Russia says plane crash kills 44, eight injured

Amateur video footage shows the immediate aftermath of Russian plane crash; eight survivors have suffered multiple injuries and burns.

Russian plane crash 311 (photo credit: REUTERS)
Russian plane crash 311
(photo credit: REUTERS)
BESOVETS, Russia - At least 44 people were killed and eight injured when a passenger plane broke up and caught fire on coming into land in fog in north-western Russia, an Emergency Ministry spokeswoman said on Tuesday.
The Tupolev-134 plane, carrying 52 people including nine crew, crashed near a road about 1 km (0.6 miles) from the runway at the Besovets airport outside the northern city of Petrozavodsk at about 11.40 p.m. local time (1940 GMT) on Monday.

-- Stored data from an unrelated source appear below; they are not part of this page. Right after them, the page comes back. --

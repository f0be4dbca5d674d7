//! API error types with `{"error": "<message>"}` JSON bodies.

use axum::http::StatusCode;
use axum::response::{IntoResponse, Response};
use axum::Json;
use serde::Serialize;

use crate::db::DatabaseError;

/// Error response body. Every failure renders as a single message string.
#[derive(Debug, Serialize)]
pub struct ErrorBody {
    pub error: String,
}

/// API-level errors with HTTP status mapping.
#[derive(Debug, thiserror::Error)]
pub enum ApiError {
    #[error("Invalid request: {0}")]
    BadRequest(String),
    #[error("Not found: {0}")]
    NotFound(String),
    #[error("Internal error: {0}")]
    Internal(String),
}

impl IntoResponse for ApiError {
    fn into_response(self) -> Response {
        let (status, message) = match self {
            ApiError::BadRequest(detail) => (StatusCode::BAD_REQUEST, detail),
            ApiError::NotFound(detail) => (StatusCode::NOT_FOUND, detail),
            ApiError::Internal(detail) => {
                // Cause stays server-side; the client sees a generic message.
                tracing::error!(detail, "Database error");
                (
                    StatusCode::INTERNAL_SERVER_ERROR,
                    "Database error".to_string(),
                )
            }
        };

        (status, Json(ErrorBody { error: message })).into_response()
    }
}

impl From<DatabaseError> for ApiError {
    fn from(err: DatabaseError) -> Self {
        ApiError::Internal(err.to_string())
    }
}

impl From<rusqlite::Error> for ApiError {
    fn from(err: rusqlite::Error) -> Self {
        ApiError::Internal(err.to_string())
    }
}
use tracing_subscriber::EnvFilter;

use patient_registry::api::start_api_server;
use patient_registry::config;
use patient_registry::db::SqlitePool;

#[tokio::main]
async fn main() -> anyhow::Result<()> {
    // .env is optional; real env vars win
    dotenvy::dotenv().ok();

    tracing_subscriber::fmt()
        .with_env_filter(
            EnvFilter::try_from_default_env()
                .unwrap_or_else(|_| EnvFilter::new(config::default_log_filter())),
        )
        .init();

    tracing::info!(
        "{} starting v{}",
        config::APP_NAME,
        config::APP_VERSION
    );

    let db_path = config::database_path();
    let pool = SqlitePool::open(&db_path)
        .map_err(|e| anyhow::anyhow!("Cannot open database at {}: {e}", db_path.display()))?;

    let mut server = start_api_server(pool, config::bind_addr()).await?;

    tokio::signal::ctrl_c().await?;
    tracing::info!("Ctrl-C received, shutting down");
    server.shutdown();

    Ok(())
}
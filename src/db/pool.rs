//! Managed SQLite connection pool.
//!
//! Handlers check a connection out at entry and the guard returns it to the
//! idle set on drop, so release happens on every exit path including errors.
//! Checkout opens a fresh connection when the idle set is empty; the idle set
//! is capped to avoid holding file handles the service no longer needs.

use std::ops::{Deref, DerefMut};
use std::path::{Path, PathBuf};
use std::sync::{Arc, Mutex};

use rusqlite::Connection;

use super::sqlite::open_database;
use super::DatabaseError;

const MAX_IDLE: usize = 8;

struct PoolInner {
    path: PathBuf,
    idle: Mutex<Vec<Connection>>,
}

/// Shared handle to the patient database. Cheap to clone.
#[derive(Clone)]
pub struct SqlitePool {
    inner: Arc<PoolInner>,
}

impl SqlitePool {
    /// Create a pool for the database at `path`, running migrations once
    /// through an initial connection that seeds the idle set.
    pub fn open(path: &Path) -> Result<Self, DatabaseError> {
        let conn = open_database(path)?;
        let pool = SqlitePool {
            inner: Arc::new(PoolInner {
                path: path.to_path_buf(),
                idle: Mutex::new(vec![conn]),
            }),
        };
        Ok(pool)
    }

    /// Check a connection out. Reuses an idle connection when one exists,
    /// otherwise opens a new one against the already-migrated database.
    pub fn checkout(&self) -> Result<PooledConnection, DatabaseError> {
        let reused = {
            let mut idle = self
                .inner
                .idle
                .lock()
                .map_err(|_| DatabaseError::Pool("idle set lock poisoned".into()))?;
            idle.pop()
        };

        let conn = match reused {
            Some(conn) => conn,
            None => {
                let conn = Connection::open(&self.inner.path)?;
                conn.execute_batch("PRAGMA foreign_keys=ON;")?;
                conn
            }
        };

        Ok(PooledConnection {
            conn: Some(conn),
            pool: Arc::clone(&self.inner),
        })
    }

    #[cfg(test)]
    fn idle_count(&self) -> usize {
        self.inner.idle.lock().unwrap().len()
    }
}

/// Checked-out connection. Derefs to `rusqlite::Connection` and returns
/// itself to the pool when dropped.
pub struct PooledConnection {
    conn: Option<Connection>,
    pool: Arc<PoolInner>,
}

impl Deref for PooledConnection {
    type Target = Connection;

    fn deref(&self) -> &Connection {
        self.conn.as_ref().expect("connection taken before drop")
    }
}

impl DerefMut for PooledConnection {
    fn deref_mut(&mut self) -> &mut Connection {
        self.conn.as_mut().expect("connection taken before drop")
    }
}

impl Drop for PooledConnection {
    fn drop(&mut self) {
        if let Some(conn) = self.conn.take() {
            if let Ok(mut idle) = self.pool.idle.lock() {
                if idle.len() < MAX_IDLE {
                    idle.push(conn);
                }
                // Over the cap (or poisoned lock): the connection just closes.
            }
        }
    }
}
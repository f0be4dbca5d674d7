//! HTTP server lifecycle for the patient record service.
//!
//! Pattern: bind → spawn background task → return handle with shutdown
//! channel. The binary keeps the handle alive until ctrl-c; tests use it to
//! stop the server deterministically.

use std::net::SocketAddr;

use tokio::sync::oneshot;

use crate::api::router::patient_api_router;
use crate::db::SqlitePool;

/// Handle to a running API server.
pub struct ApiServer {
    pub addr: SocketAddr,
    shutdown_tx: Option<oneshot::Sender<()>>,
}

impl ApiServer {
    /// Shut down the server gracefully. Safe to call more than once.
    pub fn shutdown(&mut self) {
        if let Some(tx) = self.shutdown_tx.take() {
            let _ = tx.send(());
            tracing::info!("API server shutdown signal sent");
        }
    }
}

/// Start the API server on `addr` over the given pool.
///
/// Binds the listener, mounts `patient_api_router`, and spawns the axum
/// server in a background tokio task. Returns an `ApiServer` handle carrying
/// the bound address (useful with port 0) and a shutdown channel.
pub async fn start_api_server(
    pool: SqlitePool,
    addr: SocketAddr,
) -> Result<ApiServer, std::io::Error> {
    let listener = tokio::net::TcpListener::bind(addr).await?;
    let addr = listener.local_addr()?;

    tracing::info!(%addr, "API server binding");

    let app = patient_api_router(pool);

    let (shutdown_tx, shutdown_rx) = oneshot::channel::<()>();

    tokio::spawn(async move {
        let shutdown_signal = async move {
            let _ = shutdown_rx.await;
            tracing::info!("API server received shutdown signal");
        };

        tracing::info!(%addr, "API server started");

        if let Err(e) = axum::serve(listener, app)
            .with_graceful_shutdown(shutdown_signal)
            .await
        {
            tracing::error!("API server error: {e}");
        }

        tracing::info!("API server stopped");
    });

    Ok(ApiServer {
        addr,
        shutdown_tx: Some(shutdown_tx),
    })
}
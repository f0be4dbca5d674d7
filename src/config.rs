use std::net::SocketAddr;
use std::path::PathBuf;

/// Application-level constants
pub const APP_NAME: &str = "patient-registry";
pub const APP_VERSION: &str = env!("CARGO_PKG_VERSION");

/// Default log filter when RUST_LOG is unset
pub fn default_log_filter() -> String {
    "patient_registry=info,tower_http=info".to_string()
}

const DEFAULT_ADDR: SocketAddr = SocketAddr::new(
    std::net::IpAddr::V4(std::net::Ipv4Addr::UNSPECIFIED),
    8000,
);

/// Address the HTTP server binds to.
/// `PATIENT_REGISTRY_ADDR`, default 0.0.0.0:8000.
pub fn bind_addr() -> SocketAddr {
    addr_from(std::env::var("PATIENT_REGISTRY_ADDR").ok())
}

fn addr_from(raw: Option<String>) -> SocketAddr {
    match raw {
        Some(v) => v.parse().unwrap_or_else(|_| {
            tracing::warn!(
                value = %v,
                "Invalid PATIENT_REGISTRY_ADDR, falling back to {DEFAULT_ADDR}"
            );
            DEFAULT_ADDR
        }),
        None => DEFAULT_ADDR,
    }
}

/// Path of the SQLite database file.
/// `PATIENT_REGISTRY_DB`, default ./patients.db.
pub fn database_path() -> PathBuf {
    std::env::var("PATIENT_REGISTRY_DB")
        .map(PathBuf::from)
        .unwrap_or_else(|_| PathBuf::from("patients.db"))
}

#[cfg(test)]
mod tests {
    use super::*;

    #[test]
    fn default_bind_addr_is_port_8000() {
        // Only meaningful when the env var is unset, which is the default test env.
        if std::env::var("PATIENT_REGISTRY_ADDR").is_err() {
            assert_eq!(bind_addr().port(), 8000);
        }
    }

    #[test]
    fn configured_addr_is_parsed() {
        let addr = addr_from(Some("127.0.0.1:9000".into()));
        assert_eq!(addr.port(), 9000);
        assert!(addr.ip().is_loopback());
    }

    #[test]
    fn unset_addr_uses_default() {
        assert_eq!(addr_from(None), DEFAULT_ADDR);
    }

    #[test]
    fn invalid_addr_falls_back_to_default() {
        assert_eq!(addr_from(Some("not-an-address".into())), DEFAULT_ADDR);
        assert_eq!(addr_from(Some("localhost".into())), DEFAULT_ADDR);
    }

    #[test]
    fn default_database_path() {
        if std::env::var("PATIENT_REGISTRY_DB").is_err() {
            assert_eq!(database_path(), PathBuf::from("patients.db"));
        }
    }

    #[test]
    fn log_filter_names_the_crate() {
        assert!(default_log_filter().starts_with("patient_registry="));
    }

    #[test]
    fn app_version_matches_cargo() {
        assert_eq!(APP_VERSION, "0.1.0");
    }
}
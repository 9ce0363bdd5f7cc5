//! LLM provider factory.

use crate::client::LlmClient;
use crate::providers::{OllamaClient, OpenAiClient};
use crate::types::ProviderType;
use grounded_core::{AppError, AppResult};
use std::sync::Arc;

/// Create an LLM client based on the provider name.
///
/// # Arguments
/// * `provider` - Provider identifier ("ollama", "openai")
/// * `endpoint` - Optional custom endpoint URL
/// * `api_key` - API key, required by providers that authenticate
///
/// # Errors
/// Returns `AppError::Config` if the provider is unknown or a required
/// secret is missing.
pub fn create_client(
    provider: &str,
    endpoint: Option<&str>,
    api_key: Option<&str>,
) -> AppResult<Arc<dyn LlmClient>> {
    let provider_type = ProviderType::parse(provider)
        .ok_or_else(|| AppError::Config(format!("Unknown provider: {}", provider)))?;

    let base_url = endpoint.unwrap_or(provider_type.default_endpoint());

    match provider_type {
        ProviderType::Ollama => Ok(Arc::new(OllamaClient::with_base_url(base_url))),
        ProviderType::OpenAI => {
            let api_key = api_key.ok_or_else(|| {
                AppError::Config("OpenAI provider requires API key".to_string())
            })?;
            Ok(Arc::new(OpenAiClient::new(base_url, api_key)))
        }
    }
}
//! Corpus ingestion: JSONL reading, content hashing and idempotent upload.
//!
//! The uploader keeps a fingerprint of the last successful upload under
//! `.grounded/corpus/<name>/fingerprint.json`. Uploading a record set whose
//! hash matches that fingerprint does nothing.

use crate::types::CorpusRecord;
use chrono::{DateTime, Utc};
use grounded_core::{AppError, AppResult};
use serde::{Deserialize, Serialize};
use sha2::{Digest, Sha256};
use std::fs::File;
use std::io::{BufRead, BufReader};
use std::path::{Path, PathBuf};
use std::sync::Arc;

/// Destination for corpus records, normally the search service.
#[async_trait::async_trait]
pub trait CorpusSink: Send + Sync {
    async fn upload_batch(&self, records: &[CorpusRecord]) -> AppResult<()>;

    async fn reindex(&self) -> AppResult<()>;
}

/// Read a JSONL corpus file of `{content, source}` records.
pub fn read_corpus(path: &Path) -> AppResult<Vec<CorpusRecord>> {
    let file = File::open(path)
        .map_err(|e| AppError::Corpus(format!("Failed to open corpus {:?}: {}", path, e)))?;

    let reader = BufReader::new(file);
    let mut records = Vec::new();

    for (line_num, line) in reader.lines().enumerate() {
        let line = line.map_err(|e| {
            AppError::Corpus(format!("Failed to read line {}: {}", line_num + 1, e))
        })?;

        if line.trim().is_empty() {
            continue;
        }

        let record: CorpusRecord = serde_json::from_str(&line).map_err(|e| {
            AppError::Corpus(format!(
                "Failed to parse line {} in {:?}: {}",
                line_num + 1,
                path,
                e
            ))
        })?;

        if record.content.trim().is_empty() || record.source.trim().is_empty() {
            return Err(AppError::Corpus(format!(
                "Line {} in {:?} has an empty content or source",
                line_num + 1,
                path
            )));
        }

        records.push(record);
    }

    tracing::debug!("Read {} corpus records from {:?}", records.len(), path);
    Ok(records)
}

/// SHA-256 over the canonical record stream, as lowercase hex.
///
/// Each record contributes its compact JSON form plus a newline, in order.
pub fn corpus_hash(records: &[CorpusRecord]) -> AppResult<String> {
    let mut hasher = Sha256::new();
    for record in records {
        let line = serde_json::to_string(record)?;
        hasher.update(line.as_bytes());
        hasher.update(b"\n");
    }
    Ok(format!("{:x}", hasher.finalize()))
}

/// Record of the last successful upload.
#[derive(Debug, Clone, PartialEq, Serialize, Deserialize)]
pub struct Fingerprint {
    pub hash: String,
    pub records: usize,
    pub uploaded_at: DateTime<Utc>,
}

/// What an upload run did.
#[derive(Debug, Clone, PartialEq, Eq)]
pub enum UploadOutcome {
    /// The corpus matched the stored fingerprint; nothing was sent
    Unchanged { hash: String },
    /// Records were sent and the index rebuilt
    Uploaded {
        hash: String,
        records: usize,
        batches: usize,
    },
}

/// Uploads a named corpus, skipping work when it has not changed.
pub struct CorpusUploader {
    workspace: PathBuf,
    name: String,
    sink: Arc<dyn CorpusSink>,
    batch_size: usize,
}

impl CorpusUploader {
    pub fn new(workspace: &Path, name: &str, sink: Arc<dyn CorpusSink>) -> Self {
        Self {
            workspace: workspace.to_path_buf(),
            name: name.to_string(),
            sink,
            batch_size: 100,
        }
    }

    /// Set the number of records per upload request.
    pub fn with_batch_size(mut self, batch_size: usize) -> Self {
        self.batch_size = batch_size.max(1);
        self
    }

    fn fingerprint_path(&self) -> AppResult<PathBuf> {
        check_corpus_name(&self.name)?;
        Ok(self
            .workspace
            .join(".grounded")
            .join("corpus")
            .join(&self.name)
            .join("fingerprint.json"))
    }

    /// Fingerprint of the last successful upload, if any.
    pub fn status(&self) -> AppResult<Option<Fingerprint>> {
        let path = self.fingerprint_path()?;
        if !path.exists() {
            return Ok(None);
        }

        let contents = std::fs::read_to_string(&path).map_err(|e| {
            AppError::Corpus(format!("Failed to read fingerprint {:?}: {}", path, e))
        })?;

        let fingerprint = serde_json::from_str(&contents).map_err(|e| {
            AppError::Corpus(format!("Failed to parse fingerprint {:?}: {}", path, e))
        })?;

        Ok(Some(fingerprint))
    }

    /// Upload `records` unless they match the stored fingerprint.
    ///
    /// With `force`, the fingerprint check is skipped. The fingerprint is
    /// only rewritten after every batch and the reindex succeeded.
    pub async fn upload(&self, records: &[CorpusRecord], force: bool) -> AppResult<UploadOutcome> {
        check_corpus_name(&self.name)?;
        if records.is_empty() {
            return Err(AppError::Corpus("Corpus has no records".to_string()));
        }

        let hash = corpus_hash(records)?;

        if !force {
            if let Some(previous) = self.status()? {
                if previous.hash == hash {
                    tracing::info!(corpus = %self.name, "Corpus unchanged, skipping upload");
                    return Ok(UploadOutcome::Unchanged { hash });
                }
            }
        }

        let mut batches = 0;
        for batch in records.chunks(self.batch_size) {
            self.sink.upload_batch(batch).await?;
            batches += 1;
            tracing::debug!("Uploaded batch {} ({} records)", batches, batch.len());
        }

        self.sink.reindex().await?;

        self.write_fingerprint(&Fingerprint {
            hash: hash.clone(),
            records: records.len(),
            uploaded_at: Utc::now(),
        })?;

        tracing::info!(
            corpus = %self.name,
            records = records.len(),
            batches,
            "Corpus uploaded"
        );

        Ok(UploadOutcome::Uploaded {
            hash,
            records: records.len(),
            batches,
        })
    }

    fn write_fingerprint(&self, fingerprint: &Fingerprint) -> AppResult<()> {
        let path = self.fingerprint_path()?;
        if let Some(parent) = path.parent() {
            std::fs::create_dir_all(parent)?;
        }

        let json = serde_json::to_string_pretty(fingerprint)?;
        std::fs::write(&path, json).map_err(|e| {
            AppError::Corpus(format!("Failed to write fingerprint {:?}: {}", path, e))
        })?;

        Ok(())
    }
}

/// Corpus names become a directory under `.grounded/corpus/`.
fn check_corpus_name(name: &str) -> AppResult<()> {
    if name.is_empty()
        || name.contains(['/', '\\'])
        || name.contains("..")
        || name == "."
    {
        return Err(AppError::Corpus(format!("Invalid corpus name: {:?}", name)));
    }
    Ok(())
}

RELATED:Cargo plane crash in Pakistani city leaves 9 dead
According to Russian Deputy Prime Minister Sergei Ivanov, pilot error was the most likely cause of the crash. "From the initial external data the pilot's mistake is clear - in bad weather conditions he veered to the right of the runway and in foggy conditions searched for the runway visually until the last minute (and) did not find it," Ivanov said in France on a visit with Russian Prime Minister Vladimir Putin.
Ivanov, who oversees Russia's aviation industry, said the crash during an attempt to land in poor visibility late on Monday resembled the crash that killed Polish President Lech Kaczynski in Russia in April 2010.
Speaking about Monday's accident, spokeswoman Irina Andriyanova said by telephone  that "the preliminary information is that 44 people were killed. "Eight people were injured and seven of them are in a very grave condition."
The www.lifenews.ru Internet news website, which posted a full list of the passengers, said a 10-year-old boy named Anton had survived the crash but gave no details about his condition.
"We took a child to the local hospital -- the child was in a very grave condition," a medical worker told a local television crew at the scene. She said a total of five people were taken to hospital.
A video made by a witness on her mobile phone, and filmed by the television crew, showed flames soaring from the wreckage into the night sky near where the plane crashed, in the region of Kareliya about 700 km (430 miles) north-west of Moscow.
"Everything was on fire," a witness who declined to give his name told the television crew. A photographer at the scene saw charred wreckage from the plane and dozens of emergency workers and firemen.
The crash comes on the eve of the Paris Air Show which Russian Prime Minister Vladimir Putin is due to attend.
Russian President Dmitry Medvedev, who has swapped his Tupolev for a French-made executive jet, in April criticized flaws in domestically-built planes and the nation's poor safety record.
One of the most high-profile Tupolev air disasters in recent times occurred in April 2010 when Polish President Lech Kaczynski's official Tupolev Tu-154 plane crashed near Smolensk airport in western Russia, killing 96 people including Kaczynski, his wife and a large number of senior officials.
The Tu-134 plane that crashed on Monday was operated by the private company RusAir and was traveling from Moscow's Domodedovo airport. RusAir, which specializes in charter flights, declined immediate comment.
Most of the passengers were Russian but a Swedish national was also on the aircraft, Interfax news agency said.
The Tuploev-134 is a Soviet aircraft whose maiden flight was in 1967. It was unclear when the plane which crashed was made.
The aircraft's black boxes have been recovered.